__Assignment__: Using the data beneath, show every line that includes the word "keep".

__Saved data entries__:
━━━━
//! Integration tests: end-to-end sync flows through the public API using
//! the mock transport, now-playing source and artwork fetcher.
//!
//! These exercise the full poll → fetch → extract → fade → frame pipeline,
//! verifying wire bytes, link lifecycle transitions and heartbeat cadence.

use std::io::Cursor;
use std::sync::Arc;
use std::sync::atomic::{AtomicBool, Ordering};
use std::time::Duration;

use image::{ImageFormat, RgbImage};
use vibelight_lib::artwork::mock::MockArtworkFetcher;
use vibelight_lib::color::Rgb;
use vibelight_lib::protocol;
use vibelight_lib::session::{LinkSession, SessionState};
use vibelight_lib::spotify::NowPlaying;
use vibelight_lib::spotify::mock::MockNowPlaying;
use vibelight_lib::sync::SyncLoop;
use vibelight_lib::transport::mock::MockTransport;

const FADE: Duration = Duration::from_secs(1);

/// Helper: PNG bytes of a solid-color 32x32 image.
fn solid_png(color: Rgb) -> Vec<u8> {
    let img = RgbImage::from_pixel(32, 32, image::Rgb([color.r, color.g, color.b]));
    let mut buf = Cursor::new(Vec::new());
    img.write_to(&mut buf, ImageFormat::Png).unwrap();
    buf.into_inner()
}

fn track(id: &str, url: &str) -> NowPlaying {
    NowPlaying {
        track_id: id.to_string(),
        title: format!("Song {id}"),
        artist: "Band".to_string(),
        artwork_url: Some(url.to_string()),
    }
}

struct Rig {
    spotify: MockNowPlaying,
    fetcher: MockArtworkFetcher,
    transport: MockTransport,
    sync: SyncLoop,
}

fn rig() -> Rig {
    let spotify = MockNowPlaying::new();
    let fetcher = MockArtworkFetcher::new();
    let transport = MockTransport::new();
    let session = LinkSession::new(Arc::new(transport.clone()), "A4:C1:38:01:02:03");
    let sync = SyncLoop::new(
        Arc::new(spotify.clone()),
        Arc::new(fetcher.clone()),
        session,
        FADE,
    );
    Rig {
        spotify,
        fetcher,
        transport,
        sync,
    }
}

// ── Test: full track-change pipeline down to the wire bytes ──

#[tokio::test(start_paused = true)]
async fn track_change_reaches_wire_as_checksummed_frames() {
    let mut rig = rig();
    let red = Rgb::new(255, 0, 0);
    rig.spotify.set_playing(Some(track("t1", "https://img/red")));
    rig.fetcher.set_response("https://img/red", solid_png(red));

    rig.sync.run_once().await.unwrap();

    let writes = rig.transport.writes();
    assert_eq!(writes.len(), 8, "one frame per fade step");
    for frame in &writes {
        assert_eq!(frame.len(), 20);
        assert_eq!(&frame[..3], &[0x33, 0x05, 0x02], "color opcode");
        let checksum = frame[..19].iter().fold(0u8, |acc, b| acc ^ b);
        assert_eq!(frame[19], checksum, "XOR checksum over bytes 0..19");
    }
    assert_eq!(&writes[7][3..6], &[255, 0, 0], "final step lands on target");
    assert_eq!(rig.sync.session().state(), SessionState::Connected);
}

// ── Test: successive track changes fade from the previous color ──

#[tokio::test(start_paused = true)]
async fn second_track_fades_from_first_color() {
    let mut rig = rig();
    rig.spotify.set_playing(Some(track("t1", "https://img/red")));
    rig.fetcher
        .set_response("https://img/red", solid_png(Rgb::new(255, 0, 0)));
    rig.sync.run_once().await.unwrap();

    rig.spotify.set_playing(Some(track("t2", "https://img/blue")));
    rig.fetcher
        .set_response("https://img/blue", solid_png(Rgb::new(0, 0, 255)));
    rig.sync.run_once().await.unwrap();

    let writes = rig.transport.writes();
    assert_eq!(writes.len(), 16);
    // First frame of the second fade interpolates off red, not black.
    let first = &writes[8];
    assert_eq!(&first[3..6], &[223, 0, 31], "red -> blue at step 1/8");
    assert_eq!(&writes[15][3..6], &[0, 0, 255]);
}

// ── Test: link death mid-run heals on the following iteration ──

#[tokio::test(start_paused = true)]
async fn link_death_heals_on_next_track_change() {
    let mut rig = rig();
    rig.spotify.set_playing(Some(track("t1", "https://img/a")));
    rig.fetcher
        .set_response("https://img/a", solid_png(Rgb::new(0, 255, 0)));
    rig.sync.run_once().await.unwrap();
    assert_eq!(rig.transport.connect_attempts(), 1);

    // The light powers off: transport clears the alive flag.
    rig.transport.kill_link();

    rig.spotify.set_playing(Some(track("t2", "https://img/b")));
    rig.fetcher
        .set_response("https://img/b", solid_png(Rgb::new(0, 0, 255)));
    rig.sync.run_once().await.unwrap();

    assert_eq!(rig.transport.connect_attempts(), 2, "reconnected");
    assert_eq!(rig.sync.session().state(), SessionState::Connected);
    let writes = rig.transport.writes();
    assert_eq!(&writes.last().unwrap()[3..6], &[0, 0, 255]);
}

// ── Test: source errors never kill the loop ──

#[tokio::test(start_paused = true)]
async fn loop_survives_poll_errors_and_recovers() {
    let mut rig = rig();
    rig.spotify.set_fail(true);

    let running = Arc::new(AtomicBool::new(true));
    let stopper = running.clone();
    let spotify = rig.spotify.clone();
    let fetcher = rig.fetcher.clone();
    tokio::spawn(async move {
        // Two failing iterations at the 5s backoff, then recovery.
        tokio::time::sleep(Duration::from_secs(11)).await;
        spotify.set_fail(false);
        spotify.set_playing(Some(track("t1", "https://img/a")));
        fetcher.set_response("https://img/a", solid_png(Rgb::new(9, 9, 9)));
        tokio::time::sleep(Duration::from_secs(8)).await;
        stopper.store(false, Ordering::SeqCst);
    });

    rig.sync.run(running).await;

    assert!(rig.spotify.poll_count() >= 3);
    assert_eq!(
        rig.sync.last_artwork_url(),
        Some("https://img/a"),
        "loop recovered and processed the track after the failures"
    );
    assert_eq!(
        rig.sync.session().state(),
        SessionState::Disconnected,
        "orderly disconnect on shutdown"
    );
}

// ── Test: idle loop heartbeats to keep the link alive ──

#[tokio::test(start_paused = true)]
async fn idle_loop_sends_heartbeats_only() {
    let mut rig = rig();
    let running = Arc::new(AtomicBool::new(true));
    let stopper = running.clone();
    tokio::spawn(async move {
        tokio::time::sleep(Duration::from_secs(13)).await;
        stopper.store(false, Ordering::SeqCst);
    });

    rig.sync.run(running).await;

    let heartbeat = protocol::encode_heartbeat().as_bytes().to_vec();
    let writes = rig.transport.writes();
    assert!(!writes.is_empty());
    assert!(
        writes.iter().all(|w| *w == heartbeat),
        "idle loop writes nothing but keep-alive frames"
    );
}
━━━━
__Reply to the task__:
// ── Test: idle loop heartbeats to keep the link alive ──
        "idle loop writes nothing but keep-alive frames"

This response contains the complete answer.